In order to avoid and control these failures, a large number of measures are usually required, and the requirements in Appendix A and Appendix B divide the measures into those used to avoid failures at different stages of the E PE safety life cycle (Appendix B) and those used to control failures during operation (Appendix A), which are intrinsic to the safety related systems of E PE.

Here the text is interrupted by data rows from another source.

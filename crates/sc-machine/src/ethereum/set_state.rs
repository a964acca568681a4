//! App state updates on the app registry.

use sc_abi::{encode_function_call, encode_packed, Token};
use sc_crypto::{keccak256, signatures_to_sorted_bytes, Address, H256, Signature};

use crate::config::NetworkContext;
use crate::error::MachineResult;
use crate::ethereum::multisig::SET_STATE;
use crate::ethereum::{CommitmentKind, EthereumCommitment, Transaction};
use crate::models::{AppIdentity, AppInstance};

/// `setState(appIdentity, {stateHash, nonce, timeout, signatures})`.
///
/// Signed by the app's signing keys over
/// `keccak256(0x19 ‖ identityHash ‖ nonce ‖ timeout ‖ stateHash)`.
#[derive(Debug, Clone)]
pub struct SetStateCommitment {
    app_registry: Address,
    identity: AppIdentity,
    state_hash: H256,
    nonce: u64,
    timeout: u64,
    hash: H256,
}

impl SetStateCommitment {
    pub fn new(
        network: &NetworkContext,
        identity: AppIdentity,
        state_hash: H256,
        nonce: u64,
        timeout: u64,
    ) -> MachineResult<Self> {
        let packed = encode_packed(&[
            Token::FixedBytes(vec![0x19]),
            Token::Bytes32(identity.hash()?),
            Token::Uint(u128::from(nonce)),
            Token::Uint(u128::from(timeout)),
            Token::Bytes32(state_hash),
        ])?;
        Ok(Self {
            app_registry: network.app_registry,
            identity,
            state_hash,
            nonce,
            timeout,
            hash: keccak256(&packed),
        })
    }

    /// Commitment to the app's latest state.
    pub fn for_app(network: &NetworkContext, app: &AppInstance) -> MachineResult<Self> {
        Self::new(
            network,
            app.identity()?,
            app.hash_of_latest_state(),
            app.latest_nonce,
            app.latest_timeout,
        )
    }
}

impl EthereumCommitment for SetStateCommitment {
    fn kind(&self) -> CommitmentKind {
        CommitmentKind::SetState
    }

    fn hash_to_sign(&self) -> H256 {
        self.hash
    }

    fn transaction(&self, signatures: &[Signature]) -> MachineResult<Transaction> {
        let sorted = signatures_to_sorted_bytes(signatures, &self.hash)?;
        let data = encode_function_call(
            SET_STATE,
            &[
                self.identity.to_token(),
                Token::Tuple(vec![
                    Token::Bytes32(self.state_hash),
                    Token::Uint(u128::from(self.nonce)),
                    Token::Uint(u128::from(self.timeout)),
                    Token::Bytes(sorted),
                ]),
            ],
        )?;
        Ok(Transaction {
            to: self.app_registry,
            value: 0,
            data,
        })
    }
}

#[cfg(test)]
mod tests {
    use super::*;
    use crate::models::app_instance::tests::sample_proposal;
    use sc_crypto::ExtendedPrivateKey;

    fn app_with_keys(keys: &[ExtendedPrivateKey]) -> AppInstance {
        let signing_keys = keys
            .iter()
            .map(|key| key.kth_keypair(2).unwrap().address())
            .collect();
        AppInstance::from_proposal(&sample_proposal(), Address([0xcc; 20]), signing_keys, 2, 0, false)
    }

    #[test]
    fn test_hash_tracks_nonce() {
        let network = NetworkContext::deterministic();
        let keys = [ExtendedPrivateKey::generate(), ExtendedPrivateKey::generate()];
        let app = app_with_keys(&keys);
        let before = SetStateCommitment::for_app(&network, &app).unwrap();
        let after = SetStateCommitment::for_app(&network, &app.set_state(app.latest_state.clone(), None)).unwrap();
        assert_ne!(before.hash_to_sign(), after.hash_to_sign());
        assert_eq!(
            before.hash_to_sign(),
            SetStateCommitment::for_app(&network, &app).unwrap().hash_to_sign()
        );
    }

    #[test]
    fn test_transaction_targets_registry() {
        let network = NetworkContext::deterministic();
        let keys = [ExtendedPrivateKey::generate(), ExtendedPrivateKey::generate()];
        let app = app_with_keys(&keys);
        let commitment = SetStateCommitment::for_app(&network, &app).unwrap();
        let sigs: Vec<Signature> = keys
            .iter()
            .map(|key| key.kth_keypair(2).unwrap().sign_digest(&commitment.hash_to_sign()))
            .collect();
        let tx = commitment.transaction(&sigs).unwrap();
        assert_eq!(tx.to, network.app_registry);
        assert_eq!(tx.value, 0);
        assert_eq!(&tx.data[..4], &sc_abi::function_selector(SET_STATE));
    }

    #[test]
    fn test_bit_flip_changes_signer() {
        let network = NetworkContext::deterministic();
        let keys = [ExtendedPrivateKey::generate(), ExtendedPrivateKey::generate()];
        let app = app_with_keys(&keys);
        let commitment = SetStateCommitment::for_app(&network, &app).unwrap();
        let keypair = keys[0].kth_keypair(2).unwrap();
        let sig = keypair.sign_digest(&commitment.hash_to_sign());

        let mut bytes = *sig.as_bytes();
        bytes[10] ^= 0x01;
        let flipped = Signature::from_bytes(bytes);
        assert_ne!(
            flipped.recover(&commitment.hash_to_sign()).ok(),
            Some(keypair.address())
        );
    }
}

Diagnostic coverage and safety failure scores are based on Table A1 and the protocol detailed in Appendix C. Table a2 Table a14 Support Table A1, recommended techniques and measures for diagnostic tests, and recommended the highest level of diagnostic coverage achievable when using these techniques and measures. These tables do not supersede any of the requirements of Appendix C. Table a2 Table a14 This is not exhaustive, but other techniques and measures may be used, as long as evidence is provided to support the claimed diagnostic coverage. Once high diagnostic coverage has been declared, at least one of the high diagnostic coverage techniques in each table should be applied.
Again, Table A15 Table a17 Techniques and measures for controlling system failures are recommended for each safety integrity level. Table a15 Holistic measures are recommended for control system failures (see GB T20438.)3)。Table a16 Measures are recommended for the control of environmental failures, Table A17 Measures are recommended for controlling operational failures. Most of the control measures can be compared to Table A18 for grading.
gb/t 20438.Appendix A of 7-2017 gives a description of all the technologies and measures in these tables. gb/t 20438.3 The software technologies and measures required for each security integrity level are given. gb/t 20438.Appendix B of 6-2017 gives guidance for determining the architectures of safety-related systems in E PE.
Compliance with the guidelines in this appendix alone does not guarantee the required security integrity. It is important to consider the following two points:
the consistency of the selected technologies and measures, and how complementary they are;
Which technologies and measures are most suitable for the specific problems encountered in the development of each specific E e PE safety-related system.